WORK TO BE COMPLETED » Below are records; copy every line among them that contains the word "crate".

[LISTED RECORDS Boundary: Start]

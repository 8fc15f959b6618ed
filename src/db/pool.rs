use crate::config::DatabaseConfig;
use sqlx::mysql::{MySqlConnectOptions, MySqlPool, MySqlPoolOptions};
use tracing::info;

/// Opens the MySQL pool described by `config`.
///
/// Establishing the pool acquires a connection, so an unreachable or
/// misconfigured server fails here rather than on the first request.
pub async fn connect(config: &DatabaseConfig) -> Result<MySqlPool, sqlx::Error> {
    let options = connect_options(config);

    info!(
        "Connecting to MySQL at {}:{} (database: {})",
        config.host, config.port, config.name
    );

    let pool = MySqlPoolOptions::new()
        .max_connections(config.pool_size)
        .connect_with(options)
        .await?;

    info!("Database connection established");
    Ok(pool)
}

fn connect_options(config: &DatabaseConfig) -> MySqlConnectOptions {
    MySqlConnectOptions::new()
        .host(&config.host)
        .port(config.port)
        .username(&config.user)
        .password(&config.password)
        .database(&config.name)
}
pub mod models;
pub mod prompt;
pub mod providers;
pub mod response;

use crate::config::LlmConfig;
use crate::llm::models::{ChatMessage, SqlResponse};
use async_trait::async_trait;
use std::error::Error;
use std::fmt;
use tracing::{debug, error};

#[derive(Debug)]
pub enum LlmError {
    ConnectionError(String),
    ResponseError(String),
    ConfigError(String),
    /// The reply could not be parsed as `{"sql": "..."}` once unwrapped.
    FormatError { reason: String, raw: String },
}

impl fmt::Display for LlmError {
    fn fmt(&self, f: &mut fmt::Formatter<'_>) -> fmt::Result {
        match self {
            LlmError::ConnectionError(msg) => write!(f, "LLM connection error: {}", msg),
            LlmError::ResponseError(msg) => write!(f, "LLM response error: {}", msg),
            LlmError::ConfigError(msg) => write!(f, "LLM configuration error: {}", msg),
            LlmError::FormatError { reason, raw } => write!(
                f,
                "LLM output is not valid JSON: {}\nReply:\n{}",
                reason, raw
            ),
        }
    }
}

impl Error for LlmError {}

/// A chat-completion backend: send messages, get back the text of the first choice.
#[async_trait]
pub trait ChatCompletion: Send + Sync {
    async fn complete(&self, messages: &[ChatMessage]) -> Result<String, LlmError>;
}

pub struct LlmManager {
    provider: Box<dyn ChatCompletion>,
}

impl LlmManager {
    pub fn new(config: &LlmConfig) -> Result<Self, LlmError> {
        let provider: Box<dyn ChatCompletion> = match config.backend.as_str() {
            "openai" => Box::new(providers::openai::OpenAiProvider::new(config)?),
            "ollama" => Box::new(providers::ollama::OllamaProvider::new(config)?),
            _ => {
                return Err(LlmError::ConfigError(format!(
                    "Unsupported LLM backend: {}",
                    config.backend
                )))
            }
        };

        Ok(Self { provider })
    }

    pub fn with_provider(provider: Box<dyn ChatCompletion>) -> Self {
        Self { provider }
    }

    /// Asks the model for a query answering `question` against `schema`.
    pub async fn generate_sql(&self, schema: &str, question: &str) -> Result<SqlResponse, LlmError> {
        let messages = prompt::compose_messages(schema, question);

        let raw = self.provider.complete(&messages).await.map_err(|e| {
            error!("Completion request failed: {}", e);
            e
        })?;
        debug!("Completion returned {} bytes", raw.len());

        response::unwrap_reply(&raw).map_err(|e| {
            error!("Unusable completion output: {}", e);
            e
        })
    }
}


#[cfg(test)]
mod tests {
    use super::testing::StubCompletion;
    use super::*;
    use crate::llm::models::Role;
    use std::sync::atomic::Ordering;

    #[tokio::test]
    async fn test_generate_sql_runs_the_pipeline() {
        let stub = StubCompletion::replying("```json\n{\"sql\": \"SELECT COUNT(*) FROM users\"}\n```");
        let calls = stub.calls.clone();
        let sent = stub.last_messages.clone();
        let manager = LlmManager::with_provider(Box::new(stub));

        let result = manager
            .generate_sql("Table: users\n - id (int)\n\n", "how many users?")
            .await
            .unwrap();

        assert_eq!(result.sql, "SELECT COUNT(*) FROM users");
        assert_eq!(calls.load(Ordering::SeqCst), 1);

        let sent = sent.lock().unwrap();
        assert_eq!(sent.len(), 2);
        assert_eq!(sent[0].role, Role::System);
        assert!(sent[1].content.contains("Table: users"));
        assert!(sent[1].content.ends_with("how many users?"));
    }

    #[tokio::test]
    async fn test_upstream_error_is_passed_through() {
        let manager = LlmManager::with_provider(Box::new(StubCompletion::failing("rate limited")));

        let err = manager.generate_sql("", "anything").await.unwrap_err();

        assert!(matches!(err, LlmError::ResponseError(ref msg) if msg == "rate limited"));
    }

    #[tokio::test]
    async fn test_format_error_keeps_raw_reply() {
        let manager = LlmManager::with_provider(Box::new(StubCompletion::replying("I cannot help")));

        let err = manager.generate_sql("", "anything").await.unwrap_err();

        assert!(matches!(err, LlmError::FormatError { ref raw, .. } if raw == "I cannot help"));
    }

    #[test]
    fn test_unknown_backend_is_rejected() {
        let config = LlmConfig {
            backend: "carrier-pigeon".to_string(),
            model: "gpt-4-turbo".to_string(),
            api_key: None,
            api_url: None,
        };

        assert!(matches!(LlmManager::new(&config), Err(LlmError::ConfigError(_))));
    }
}
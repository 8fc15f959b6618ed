use crate::llm::models::ChatMessage;

/// Instruction sent as the system message of every completion.
pub const SYSTEM_INSTRUCTION: &str = r#"You are a SQL expert. Using only the MySQL schema below, write an optimized SQL query that answers the incoming request.
Return the answer only as the following JSON object (do not put markdown fences before or after it):
{
  "sql": "SQL QUERY"
}"#;

/// Builds the system + user exchange for one question.
/// The question is inserted verbatim after the schema text.
pub fn compose_messages(schema: &str, question: &str) -> Vec<ChatMessage> {
    vec![
        ChatMessage::system(SYSTEM_INSTRUCTION),
        ChatMessage::user(format!(
            "Database schema:\n{}\n\nQUESTION: {}",
            schema, question
        )),
    ]
}
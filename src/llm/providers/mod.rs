pub mod ollama;
pub mod openai;
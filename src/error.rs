//! Errors that stop the service before it starts serving.
//!
//! Per-request failures never reach this type; they are turned into HTTP
//! responses by the handlers (see [`crate::llm::LlmError`]).

use crate::llm::LlmError;
use std::path::PathBuf;
use thiserror::Error;

#[derive(Error, Debug)]
pub enum StartupError {
    #[error("Failed to read env file {}: {source}", .path.display())]
    EnvFile {
        path: PathBuf,
        source: dotenv::Error,
    },

    #[error("Configuration error: {0}")]
    Config(#[from] config::ConfigError),

    #[error("Database error: {0}")]
    Database(#[from] sqlx::Error),

    #[error(transparent)]
    Llm(#[from] LlmError),

    #[error("I/O error: {0}")]
    Io(#[from] std::io::Error),
}

impl StartupError {
    pub fn env_file(path: impl Into<PathBuf>, source: dotenv::Error) -> Self {
        Self::EnvFile {
            path: path.into(),
            source,
        }
    }
}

[LISTED RECORDS Boundary: End]

ANSWER AREA »
use crate::config::DatabaseConfig;
use crate::config::LlmConfig;
use crate::llm::models::{ChatMessage, SqlResponse};
    use crate::llm::models::Role;
use crate::llm::models::ChatMessage;
//! responses by the handlers (see [`crate::llm::LlmError`]).
use crate::llm::LlmError;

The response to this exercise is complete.